An Interview with Simon Vance, Narrator of BRING UP THE BODIES

Posted by tom

Simon Vance is a stage, TV and film actor who has narrated hundreds of audiobooks for which he has won multiple AudioFile Earphone Awards and Audie Awards, and has been selected as an AudioFile “Golden Voice.” Recently he narrated Hilary Mantel’s BRING UP THE BODIES, winner of the 2013 Audie Award for Literary Fiction. Here, he lets us in on audiobooks from a narrator's perspective --- the importance of "living in the material," finding an emotional connection with the work, and, most of all, staying healthy.


Question: What do you love about narrating audiobooks?

Simon Vance: I get paid for reading, for creating worlds out of the written word. Yes, there’s a lot of other, less satisfying work involved, but the core of the task is a pleasurable one.

Q: What has narrating audiobooks taught you about yourself?

SV: I have stamina!

Q: How do you prepare for a recording session?

SV: Stay healthy!
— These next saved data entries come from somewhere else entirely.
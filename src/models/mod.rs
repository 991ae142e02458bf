pub mod error;
pub mod invoice;
pub mod money;
pub mod report;
pub mod rule;

pub use error::{Severity, ValidationError};
pub use invoice::{IcmsFields, Invoice, Item, OperationNature, Party, TaxFields, Totals};
pub use report::{
    AuditSummary, BatchOutcome, BatchSummary, InvoiceReport, InvoiceStatus, ReportTree,
    SeverityCounts,
};
pub use rule::{
    CfopRule, CstRule, NcmRule, OperationScope, OverrideKind, RuleLookup, RuleRecord,
    SituationKind, StateOverride,
};
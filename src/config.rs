use bigdecimal::BigDecimal;
use serde::{Deserialize, Serialize};
use std::str::FromStr;

/// 应用配置
#[derive(Debug, Clone, Serialize, Deserialize)]
pub struct AppConfig {
    pub server: ServerConfig,
    pub database: DatabaseConfig,
    pub audit: AuditConfig,
}

#[derive(Debug, Clone, Serialize, Deserialize)]
pub struct ServerConfig {
    pub host: String,
    pub port: u16,
}

#[derive(Debug, Clone, Serialize, Deserialize)]
pub struct DatabaseConfig {
    /// 规则库 (SQLite) 连接串
    pub url: String,
}

#[derive(Debug, Clone, Serialize, Deserialize)]
pub struct AuditConfig {
    /// 覆盖规则 CSV 路径 (缺失时覆盖层为空)
    pub overrides_path: String,
    /// 建议正式更正的影响额阈值
    pub amendment_threshold: BigDecimal,
    /// 分类器调用超时 (秒)
    pub classifier_timeout_secs: u64,
}

impl Default for AppConfig {
    fn default() -> Self {
        Self {
            server: ServerConfig {
                host: "127.0.0.1".to_string(),
                port: 8080,
            },
            database: DatabaseConfig {
                url: "sqlite://rules.db".to_string(),
            },
            audit: AuditConfig {
                overrides_path: "override_rules.csv".to_string(),
                amendment_threshold: default_threshold(),
                classifier_timeout_secs: 30,
            },
        }
    }
}

fn default_threshold() -> BigDecimal {
    BigDecimal::from(100)
}

impl AppConfig {
    /// 从环境变量加载配置
    pub fn from_env() -> Self {
        Self {
            server: ServerConfig {
                host: std::env::var("SERVER_HOST").unwrap_or_else(|_| "127.0.0.1".to_string()),
                port: std::env::var("SERVER_PORT")
                    .ok()
                    .and_then(|p| p.parse().ok())
                    .unwrap_or(8080),
            },
            database: DatabaseConfig {
                url: std::env::var("RULES_DB_URL")
                    .unwrap_or_else(|_| "sqlite://rules.db".to_string()),
            },
            audit: AuditConfig {
                overrides_path: std::env::var("OVERRIDES_CSV")
                    .unwrap_or_else(|_| "override_rules.csv".to_string()),
                amendment_threshold: std::env::var("AUDIT_AMENDMENT_THRESHOLD")
                    .ok()
                    .and_then(|v| BigDecimal::from_str(&v).ok())
                    .unwrap_or_else(default_threshold),
                classifier_timeout_secs: std::env::var("CLASSIFIER_TIMEOUT_SECS")
                    .ok()
                    .and_then(|v| v.parse().ok())
                    .unwrap_or(30),
            },
        }
    }
}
There’s so much involved in maintaining optimum narrator health.

Q: Is it important for you to connect emotionally with the material you are reading? Do you have interaction with the author?

SV: It is essential to connect emotionally --- you can’t narrate if you are not living in the material. That’s acting and it’s what we’re paid to do. If the author is living and the book is complex or open to interpretation, I will sometimes ask the author about his original motivations. But usually the interaction is about pronunciations if they’ve created new names and words. :)

Q: What has been your best/worst experience in the studio?

SV: My best experience is always when I enjoy the reading. My worst? When I don’t.

Q: Are there particular words that you consistently stumble over?

SV: Sometimes the simplest.

Q: Do you like to listen back to your own narration?

SV: Part of the work for me is to listen back while I’m editing --- but I don’t consciously listen TO me. I’m listening FOR other things.

Q: Which title of yours are you most proud of and why?

SV: I suppose the one that I constantly get reminded of because people email me about it is the Aubrey/Maturin series by Patrick O’Brian (beginning with MASTER AND COMMANDER). For that reason I like doing series. There’s also A DANCE TO THE MUSIC OF TIME and the two Trollope series grouped under the titles BARSETSHIRE and THE PALLISERS. But almost every Dickens book I’ve done has admirers. I don’t do work that’s going to change the world, but if I can please any one listener by my performance, then I’m happy.